Unusually, however, for Korean fiction, it does not have any scenes in Korea nor does it have any Korean content. The narrator, in fact, is an chef of Italian food. This makes for a refreshing break from the usual Korea-centric nature of Korean modern literature.
The plot is an intertwining of the narrator attempting to deal with the break up (rather whimperingly and unsuccessfully), discussing her multitude of thoughts on food and cooking, memories of her family, and daily life. If you are not at least interested in food, this might be a difficult book to read, even though the other plot elements are strong. . But food, the cooking, serving, and eating of it, is Jo’s metaphor for relationship and she often discusses it here with a sensuality that crosses the border to sexuality.
The novel’s end is foreshadowed at various points throughout the book, but when the ending does come, although it is shocking, it is written with a restraint that verges on gentility.
As usual in Jo’s work, the symbol’s are strong, describing love she says, “Falling in love is like carving a word on the back of your hand. Even if you rub it out as hard as you can, a faint residue is left behind. So you have to be certain that you really want it. Make sure you think about it.”
That last semi-didactic sentence is also very Jo-ish, driving the final point in hard. In fact, in some cases Jo seems to try a bit too hard, particularly in her often idiosyncratic descriptions of spices (Basil express sadness and draws scorpions? MY Italian cooking would disagree!).
Jo switches voices throughout the piece, by which she separates her own thoughts about herself and her relationships from the more prosaic details of day to day life. Speaking of day to day life, there is of course a suicide in the story, a sad death, as well as a bit of mutilation – again, themes that Jo’s work seems to feature, particularly the suicide/death theme. Also, Jo’s narration, clearly reflecting the shattered nature of her narrator, hops from place to place and mood to mood, seemingly arbitrarily, and this might put off a western reader more used to linearity than piecing together the life of a fairly well shattered psyche.
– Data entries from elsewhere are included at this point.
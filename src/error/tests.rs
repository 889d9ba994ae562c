use super::*;

#[test]
fn test_config_error_construction() {
    let err = PruneError::config_with_code(
        ErrorCode::CONFIG_NO_STAGES,
        "No existing stages in the project",
    );
    assert!(err.is_config());
    assert_eq!(err.exit_code(), 2);
    assert_eq!(err.code(), ErrorCode::CONFIG_NO_STAGES);
    assert_eq!(err.user_message(), "No existing stages in the project");
    assert_eq!(
        err.to_string(),
        "[E1003] Configuration error: No existing stages in the project"
    );
}

#[test]
fn test_provider_error_keeps_status_and_lambda() {
    let source = ProviderError::new("User is not authorized").with_status(403);
    let err = PruneError::provider("shop-checkout", source);

    assert!(!err.is_config());
    assert_eq!(err.exit_code(), 3);
    assert_eq!(err.code(), ErrorCode::PROVIDER_ACCESS_DENIED);
    assert!(err.user_message().starts_with("Request for shop-checkout failed"));

    let chained = std::error::Error::source(&err).expect("typed source");
    assert!(chained.to_string().contains("not authorized"));
}

#[test]
fn test_provider_error_without_status_is_transport() {
    let err: PruneError = ProviderError::new("connection reset").into();
    assert_eq!(err.code(), ErrorCode::PROVIDER_TRANSPORT);
    assert!(err.user_message().starts_with("Provider request failed"));
}

#[test]
fn test_malformed_response_has_its_own_code() {
    let source = ProviderError::malformed("Malformed LastModified for shop-checkout version 7");
    let err = PruneError::provider("shop-checkout", source);
    assert_eq!(err.code(), ErrorCode::PROVIDER_MALFORMED_RESPONSE);
    assert!(err
        .developer_message()
        .contains("Provider returned a malformed response"));
}

#[test]
fn test_with_context_prefixes_message() {
    let err = PruneError::config_with_code(ErrorCode::CONFIG_INVALID_VALUE, "bad value").with_context("lambda-prune.toml");
    assert_eq!(err.message(), "lambda-prune.toml: bad value");
}

#[test]
fn test_developer_message_includes_description() {
    let err = PruneError::config_with_code(ErrorCode::CONFIG_INVALID_REGION, "Invalid region specified");
    assert!(err
        .developer_message()
        .contains("Region is not a valid provider region"));
}

#[test]
fn test_status_mapping() {
    assert_eq!(provider_code_for_status(Some(429)), ErrorCode::PROVIDER_THROTTLED);
    assert_eq!(provider_code_for_status(Some(404)), ErrorCode::PROVIDER_NOT_FOUND);
    assert_eq!(provider_code_for_status(Some(409)), ErrorCode::PROVIDER_CONFLICT);
    assert_eq!(provider_code_for_status(Some(500)), ErrorCode::PROVIDER_GENERIC);
    assert_eq!(describe_error_code(4242), "Unknown error code");
}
Many reviewers on Goodreads mention some version of this fractured narrative style, but it is a style that Korean fiction often uses (e.g. Cho Se-hui’s The Dwarf) so it seemed quite natural to me, and as you continue to read Korean fiction, the style becomes less opaque and more descriptive.
The characters eat at an alarming pace – if I ate the way the narrator does, I would shortly end up in intensive care or the morgue, but this seems to generally fit in well in a story whose theme is obsession. When the final betrayal of the narrator takes place, and the end-game begins to kick into action, the tone changes and, if you have been able to handle the mood and subject swings, your reading will speed up.
The book is well translated by Chi-Young Kim, which is as normal, and it has again bolstered my conviction never to eat foie gras!
Definitely for the fan of post-modern, women’s revenge fiction, and quite possibly interesting to foodies. I rather enjoyed it (and don’t normally like post-modernist-type fiction), while my podcast partner, Barry from SeoulABC, although he gave it five stars, was put off by some of the writing tactics I have previously mentioned, so just be ready for them and the book will take you some places you might not expect to go.